◆帆高くんを邪魔する論理=「仕方ない論」
妄想ついでに、もう少し考えてみた。陽菜ちゃんの人柱という隠された役割を知ってしまったら、たいていの人たちは、天気の回復を願い、帆高くんを止めようとするだろう。それはなにも町ゆく人たちだけではない。夏がとつぜん真冬になって、長い雨が続いて都心の大部分が水没し、経済活動にも深刻な影響を与えている状況では、陽菜ちゃんの秘密を知ってしまったら、経済界の重鎮も政治家も黙ってはいないだろう。
でも、そのように陽菜ちゃんのいのちを人柱として生贄にする方向に世間が動くとき、帆高くんを邪魔しようとする人たちは、自分の行為を、何と言って正当化するのだろう?
もしかしたら、こう言うかもしれない。
「みんなの生活といのちが守れるのなら、一人の人間の犠牲なんて仕方ないじゃん!」
これだとちょっと長いので、ここからは、こうした発想を「仕方ない論」と記したい。
◆「仕方ない論」と親和性のある哲学上の考え方
すこし難しい話になって恐縮だけれど、仕方ない論は、哲学のなかの、ひとつのおおきな思潮である功利主義と極めて近い考え方である。
功利主義は、ある選択をした結果の幸福度・満足度が大きければ大きいほどよい、という価値に重きを置く。だから、なにかおおきな問題が起こったとき、たとえ一部の犠牲をともなう選択であっても、誰ひとり犠牲にしなかった場合と比べ、結果としてより多くの人たちの幸福度・満足度を得られるのだとしたら「そのほうがいいじゃん!」という判断になる。

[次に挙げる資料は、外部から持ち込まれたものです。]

use std::{fmt, str::FromStr};

use serde::{Deserialize, Serialize};

use crate::errors::TrackerError;

/// How often a subscription bills.
///
/// Values outside the three known cadences are preserved verbatim as `Unrecognized` so a
/// stored collection round-trips, but they contribute nothing to cost totals, are never
/// advanced and get no recurrence rule on export.
#[derive(Debug, Clone, PartialEq, Eq, Hash, Serialize, Deserialize)]
#[serde(from = "String", into = "String")]
pub enum BillingFrequency {
    Weekly,
    Monthly,
    Yearly,
    Unrecognized(String),
}

impl BillingFrequency {
    pub fn as_str(&self) -> &str {
        match self {
            BillingFrequency::Weekly => "weekly",
            BillingFrequency::Monthly => "monthly",
            BillingFrequency::Yearly => "yearly",
            BillingFrequency::Unrecognized(raw) => raw,
        }
    }

    pub fn is_recognized(&self) -> bool {
        !matches!(self, BillingFrequency::Unrecognized(_))
    }

    pub fn label(&self) -> &str {
        match self {
            BillingFrequency::Weekly => "Weekly",
            BillingFrequency::Monthly => "Monthly",
            BillingFrequency::Yearly => "Yearly",
            BillingFrequency::Unrecognized(raw) => raw,
        }
    }
}

impl From<String> for BillingFrequency {
    fn from(raw: String) -> Self {
        match raw.as_str() {
            "weekly" => BillingFrequency::Weekly,
            "monthly" => BillingFrequency::Monthly,
            "yearly" => BillingFrequency::Yearly,
            _ => BillingFrequency::Unrecognized(raw),
        }
    }
}

impl From<BillingFrequency> for String {
    fn from(frequency: BillingFrequency) -> Self {
        match frequency {
            BillingFrequency::Unrecognized(raw) => raw,
            known => known.as_str().to_string(),
        }
    }
}

/// Strict parsing for user input: only the three cadences are accepted, case-insensitively.
impl FromStr for BillingFrequency {
    type Err = TrackerError;

    fn from_str(input: &str) -> Result<Self, Self::Err> {
        match BillingFrequency::from(input.trim().to_ascii_lowercase()) {
            BillingFrequency::Unrecognized(_) => Err(TrackerError::InvalidInput(format!(
                "unknown frequency `{input}` (use weekly, monthly or yearly)"
            ))),
            known => Ok(known),
        }
    }
}

impl fmt::Display for BillingFrequency {
    fn fmt(&self, f: &mut fmt::Formatter<'_>) -> fmt::Result {
        f.write_str(self.as_str())
    }
}

#[cfg(test)]
mod tests {
    use super::*;

    #[test]
    fn serde_keeps_unknown_values() {
        let parsed: Vec<BillingFrequency> =
            serde_json::from_str(r#"["weekly","monthly","yearly","quarterly"]"#).unwrap();
        assert_eq!(
            parsed,
            vec![
                BillingFrequency::Weekly,
                BillingFrequency::Monthly,
                BillingFrequency::Yearly,
                BillingFrequency::Unrecognized("quarterly".into()),
            ]
        );
        assert_eq!(
            serde_json::to_string(&parsed).unwrap(),
            r#"["weekly","monthly","yearly","quarterly"]"#
        );
    }

    #[test]
    fn from_str_is_strict_but_case_insensitive() {
        assert_eq!(
            "Monthly".parse::<BillingFrequency>().unwrap(),
            BillingFrequency::Monthly
        );
        assert!("fortnightly".parse::<BillingFrequency>().is_err());
    }
}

この、「みんなの幸せのためなら一部の犠牲も仕方ない」という発想は、けっして侮れない力を持っている。このブログを見てくださっている方の中でも〈この考え方のどこが悪いの?〉と疑問に思われる方は多いかもしれない。
◆少数派への弾圧を正当化しかねない論理
でも、この「仕方がない論」、帆高くんと陽菜ちゃんのラブストーリー的にいうと、実はとても怖い結果を招きかねない考え方なのである。
きのうも書いたけれど、帆高くんが走っている理由を知らないから、町ゆく人たちは帆高くんを見て笑っていられる。無関心でいられる。でも、もし帆高くんの走っている理由を知っていたら、みんな、獲物を狙うオオカミのように、集団で、そして全力で、帆高くんをつぶしにくるかもしれない。
このとき、町の人たちは、たんなる日常における人びとの集合から、特定の目的をもった群衆へと変化する。そうなったら、夏実さんや須賀さんがいくら止めに入ったとしても、一瞬で吹き飛ばされてしまうだろう。経済界の重鎮や政治家が知ってしまったら、実力組織までもが参入してくるだろうから、止めるのはなおさら難しくなるだろう。
◆最悪の結末/人びとの忘却
そうなると、陽菜ちゃんのいのちは人柱として閉ざされてしまうだろうし、帆高くんはずっと後悔して生きていかなければならなくなる。けれど、ふたりをそんな状況に追いやったあとでも、陽菜ちゃんを人柱にした大多数の人々は、時間が経てば経つほど、そんな犠牲や苦悩があったかもしれないことなど完全に忘却し、何事もなかったかのように生きていくだろう。
だから、多くの人が陽菜ちゃんの秘密を知った時点で、『天気の子』の脚本は転換を迫られ、ラブストーリーではなくなる。ふたりの絶望の結末と、それとは対照的に、晴天を取り戻して明るい世間の雰囲気とがスクリーンに映し出される結果となり、そのコントラストのはざまで、私たちは心を掻きむしられることになってしまうだろう。
「仕方ない」論は、このように、ごく一部の人に不幸をもたらしているのに、そうした事実に対する感度がすこぶる鈍いという怖い側面をもっている。
そういうわけで、私はあまり仕方ない論が好きになれない。